Given entries -
┌────────

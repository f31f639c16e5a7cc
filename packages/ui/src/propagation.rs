//! Stopping an event from bubbling to ancestor handlers.
//!
//! Widgets placed inside clickable containers (table rows, cards, list items)
//! must keep their own clicks from reaching the container. Event objects do
//! not all expose the same API for this: the standard `stopPropagation` may
//! be missing on objects that cross the boundary from foreign code, in which
//! case only the legacy `cancelBubble` flag is left. [`stop_event_propagation`]
//! hides that difference behind one call.

use dioxus::prelude::*;

/// An event that can be kept from reaching ancestor listeners.
pub trait StopPropagation {
    /// Stop propagation through the standard mechanism.
    ///
    /// Returns `false` when the mechanism is not available on this event, in
    /// which case nothing was done.
    fn try_stop_propagation(&self) -> bool;

    /// Set the legacy cancel-bubble flag.
    fn set_cancel_bubble(&self);
}

/// Stop `event` from propagating, falling back to the cancel-bubble flag
/// when the standard mechanism is unavailable.
pub fn stop_event_propagation<E: StopPropagation + ?Sized>(event: &E) {
    if !event.try_stop_propagation() {
        tracing::trace!("stopPropagation unavailable, setting cancelBubble");
        event.set_cancel_bubble();
    }
}

impl<T: ?Sized + 'static> StopPropagation for Event<T> {
    fn try_stop_propagation(&self) -> bool {
        self.stop_propagation();
        true
    }

    // Dioxus events have a single propagation flag, so the legacy path
    // clears the same one.
    fn set_cancel_bubble(&self) {
        self.stop_propagation();
    }
}

#[cfg(target_arch = "wasm32")]
impl StopPropagation for web_sys::Event {
    fn try_stop_propagation(&self) -> bool {
        let key = wasm_bindgen::JsValue::from_str("stopPropagation");
        let available = js_sys::Reflect::get(self.as_ref(), &key)
            .map(|f| f.is_function())
            .unwrap_or(false);
        if available {
            self.stop_propagation();
        }
        available
    }

    fn set_cancel_bubble(&self) {
        web_sys::Event::set_cancel_bubble(self, true);
    }
}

└────────

Goal of the exercise - Only lines holding the word "which" are wanted here; copy each from the listing.

Exercise answer -
//! be missing on objects that cross the boundary from foreign code, in which
    /// which case nothing was done.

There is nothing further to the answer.